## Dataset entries

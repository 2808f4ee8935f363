use std::convert::TryFrom;
use std::mem;

use log::{debug, trace};

use super::{Augment, Compare, NodeId, Tree, TreeError};

#[derive(Debug, PartialEq, Eq, PartialOrd, Ord, Hash, Clone, Copy)]
pub struct RevisionId(u32);

impl RevisionId {
  fn index(self) -> usize {
    self.0 as usize
  }
}

/// A committed diff, one node of the revision tree.
///
/// While the tree state is at or below the revision, `inserted` nodes are live and
/// `erased` nodes are free. Toggling the revision swaps both sets, so it always
/// describes the transition that would be applied by the next toggle.
#[derive(Debug, Clone)]
pub struct Revision<T> {
  parent: Option<RevisionId>,
  children: Vec<RevisionId>,
  depth: usize,

  inserted: Vec<NodeId>,
  erased: Vec<NodeId>,
  // payload snapshots, parallel to the node lists
  inserted_data: Option<Vec<T>>,
  erased_data: Option<Vec<T>>,
  changed: Vec<(NodeId, T)>,
}

impl<T> Revision<T> {
  fn new(parent: Option<RevisionId>, depth: usize) -> Revision<T> {
    Revision {
      parent,
      children: Vec::new(),
      depth,
      inserted: Vec::new(),
      erased: Vec::new(),
      inserted_data: None,
      erased_data: None,
      changed: Vec::new(),
    }
  }

  pub fn parent(&self) -> Option<RevisionId> {
    self.parent
  }

  pub fn children(&self) -> &[RevisionId] {
    &self.children
  }

  pub fn depth(&self) -> usize {
    self.depth
  }

  /// Number of node insertions, erasures and changes recorded.
  pub fn len(&self) -> usize {
    self.inserted.len() + self.erased.len() + self.changed.len()
  }

  pub fn is_empty(&self) -> bool {
    self.len() == 0
  }
}

fn alloc_error(what: &'static str) -> TreeError {
  TreeError::Alloc { what }
}

impl<T, C, A> Tree<T, C, A> {
  pub fn tip(&self) -> Option<RevisionId> {
    self.tip
  }

  /// # Panics
  ///
  /// Panics when the revision does not belong to this tree.
  pub fn revision(&self, id: RevisionId) -> &Revision<T> {
    &self.revisions[id.index()]
  }

  pub fn revision_count(&self) -> usize {
    self.revisions.len()
  }

  fn parent_of(&self, id: RevisionId) -> RevisionId {
    self.revisions[id.index()].parent.unwrap_or(id)
  }

  fn common_ancestor(&self, mut a: RevisionId, mut b: RevisionId) -> RevisionId {
    while self.revisions[a.index()].depth > self.revisions[b.index()].depth {
      a = self.parent_of(a);
    }
    while self.revisions[b.index()].depth > self.revisions[a.index()].depth {
      b = self.parent_of(b);
    }
    while a != b {
      a = self.parent_of(a);
      b = self.parent_of(b);
    }
    a
  }

  fn push_revision(&mut self, revision: Revision<T>) -> Result<RevisionId, TreeError> {
    let id = u32::try_from(self.revisions.len())
      .map(RevisionId)
      .map_err(|_| alloc_error("revision id"))?;
    self
      .revisions
      .try_reserve(1)
      .map_err(|_| alloc_error("revision"))?;
    self.revisions.push(revision);
    Ok(id)
  }

  fn touch(&mut self, node: NodeId, touched: &mut Vec<NodeId>) {
    let entry = &mut self.nodes[node.index()];
    if entry.was_in_tree.is_none() {
      entry.was_in_tree = Some(entry.in_tree);
      touched.push(node);
    }
  }
}

impl<T, C, A> Tree<T, C, A>
where
  T: Clone,
  C: Compare<T>,
  A: Augment<T>,
{
  /// Captures the changes made since the previous commit into a new revision.
  ///
  /// The first commit only creates the root revision and starts tracking. When
  /// nothing changed, the current tip is returned.
  pub fn commit(&mut self) -> Result<RevisionId, TreeError> {
    let tip = match self.tip {
      Some(tip) => tip,
      None => {
        let root = self.push_revision(Revision::new(None, 0))?;
        self.tip = Some(root);
        debug!("History started at {:?}", root);
        return Ok(root);
      }
    };

    let mut inserted = Vec::new();
    let mut erased = Vec::new();
    let mut erased_data = Vec::new();
    let mut changed = Vec::new();
    inserted
      .try_reserve(self.inserted.len())
      .map_err(|_| alloc_error("inserted set"))?;
    erased
      .try_reserve(self.erased.len())
      .and_then(|_| erased_data.try_reserve(self.erased.len()))
      .map_err(|_| alloc_error("erased set"))?;
    changed
      .try_reserve(self.saved.len())
      .map_err(|_| alloc_error("changed set"))?;
    self
      .revisions
      .try_reserve(1)
      .and_then(|_| self.revisions[tip.index()].children.try_reserve(1))
      .map_err(|_| alloc_error("revision"))?;

    for (node, original) in self.saved.drain(..) {
      let entry = &mut self.nodes[node.index()];
      entry.saved = false;
      if entry.in_tree {
        changed.push((node, original));
      } else {
        // the erasure snapshot must hold the payload from before the window
        entry.data = original;
      }
    }

    for node in self.inserted.drain(..) {
      let entry = &mut self.nodes[node.index()];
      entry.inserted = false;
      if entry.in_tree {
        inserted.push(node);
      }
    }

    for node in self.erased.drain(..) {
      let entry = &self.nodes[node.index()];
      if !entry.in_tree {
        erased.push(node);
        erased_data.push(entry.data.clone());
      }
    }

    if inserted.is_empty() && erased.is_empty() && changed.is_empty() {
      trace!("Nothing to commit on top of {:?}", tip);
      return Ok(tip);
    }

    for &node in &erased {
      self.free_push(node);
    }

    let depth = self.revisions[tip.index()].depth + 1;
    let mut revision = Revision::new(Some(tip), depth);
    debug!(
      "Committing on top of {:?}: {} inserted, {} erased, {} changed",
      tip,
      inserted.len(),
      erased.len(),
      changed.len()
    );
    revision.inserted = inserted;
    revision.erased = erased;
    revision.erased_data = Some(erased_data);
    revision.changed = changed;

    let id = self.push_revision(revision)?;
    self.revisions[tip.index()].children.push(id);
    self.tip = Some(id);
    Ok(id)
  }

  /// Discards the changes made since the last commit.
  ///
  /// Returns the nodes whose membership in the tree changed.
  pub fn revert(&mut self) -> Vec<NodeId> {
    let mut affected = Vec::new();

    for (node, original) in mem::take(&mut self.saved) {
      self.nodes[node.index()].saved = false;
      if self.nodes[node.index()].in_tree {
        self.erase_node(node);
        self.nodes[node.index()].data = original;
        self.insert_node(node);
      } else {
        self.nodes[node.index()].data = original;
      }
    }

    for node in mem::take(&mut self.inserted) {
      let entry = &mut self.nodes[node.index()];
      entry.inserted = false;
      if entry.in_tree {
        self.erase_node(node);
        self.free_push(node);
        affected.push(node);
      }
    }

    for node in mem::take(&mut self.erased) {
      if !self.nodes[node.index()].in_tree {
        self.insert_node(node);
        affected.push(node);
      }
    }

    if !affected.is_empty() {
      trace!("Reverted {} nodes", affected.len());
    }
    affected
  }

  /// Moves the tree to any committed revision, discarding uncommitted changes.
  ///
  /// Returns the nodes whose membership differs between the state before the call
  /// and the state of `target`.
  pub fn update(&mut self, target: RevisionId) -> Vec<NodeId> {
    debug_assert!(
      target.index() < self.revisions.len(),
      "revision {:?} does not belong to this tree",
      target
    );

    let mut touched = self.revert();
    let tip = match self.tip {
      Some(tip) => tip,
      None => return touched,
    };
    if tip == target {
      return touched;
    }

    for &node in &touched {
      let entry = &mut self.nodes[node.index()];
      entry.was_in_tree = Some(!entry.in_tree);
    }

    let ancestor = self.common_ancestor(tip, target);
    debug!("Updating {:?} -> {:?} through {:?}", tip, target, ancestor);

    let mut current = tip;
    while current != ancestor {
      self.toggle(current, &mut touched);
      current = self.parent_of(current);
    }

    let mut path = Vec::new();
    let mut current = target;
    while current != ancestor {
      path.push(current);
      current = self.parent_of(current);
    }
    for &revision in path.iter().rev() {
      self.toggle(revision, &mut touched);
    }

    self.tip = Some(target);

    let nodes = &mut self.nodes;
    touched.retain(|node| {
      let entry = &mut nodes[node.index()];
      let changed = entry.was_in_tree != Some(entry.in_tree);
      entry.was_in_tree = None;
      changed
    });
    touched
  }

  /// Applies a revision in reverse and flips it to describe the opposite transition.
  fn toggle(&mut self, id: RevisionId, touched: &mut Vec<NodeId>) {
    let revision = &mut self.revisions[id.index()];
    let inserted = mem::take(&mut revision.inserted);
    let erased = mem::take(&mut revision.erased);
    let inserted_data = revision.inserted_data.take();
    let erased_data = revision.erased_data.take();
    let mut changed = mem::take(&mut revision.changed);

    trace!(
      "Toggling {:?}: {} back in, {} out, {} swapped",
      id,
      erased.len(),
      inserted.len(),
      changed.len()
    );

    for (index, &node) in erased.iter().enumerate() {
      self.free_remove(node);
      if let Some(data) = erased_data.as_ref().and_then(|data| data.get(index)) {
        self.nodes[node.index()].data = data.clone();
      }
      self.touch(node, touched);
      self.insert_node(node);
    }

    for &node in &inserted {
      self.touch(node, touched);
      self.erase_node(node);
    }

    for (node, data) in changed.iter_mut() {
      self.erase_node(*node);
      mem::swap(&mut self.nodes[node.index()].data, data);
      self.insert_node(*node);
    }

    let inserted_data = match inserted_data {
      Some(data) => data,
      None => inserted
        .iter()
        .map(|node| self.nodes[node.index()].data.clone())
        .collect(),
    };
    for &node in &inserted {
      self.free_push(node);
    }

    let revision = &mut self.revisions[id.index()];
    revision.inserted = erased;
    revision.erased = inserted;
    revision.inserted_data = erased_data;
    revision.erased_data = Some(inserted_data);
    revision.changed = changed;
  }
}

## EXERCISE DIRECTIONS
Could you work out how many lines above contain the string "what"? Only the number should be given.

## OUTPUT BELOW
2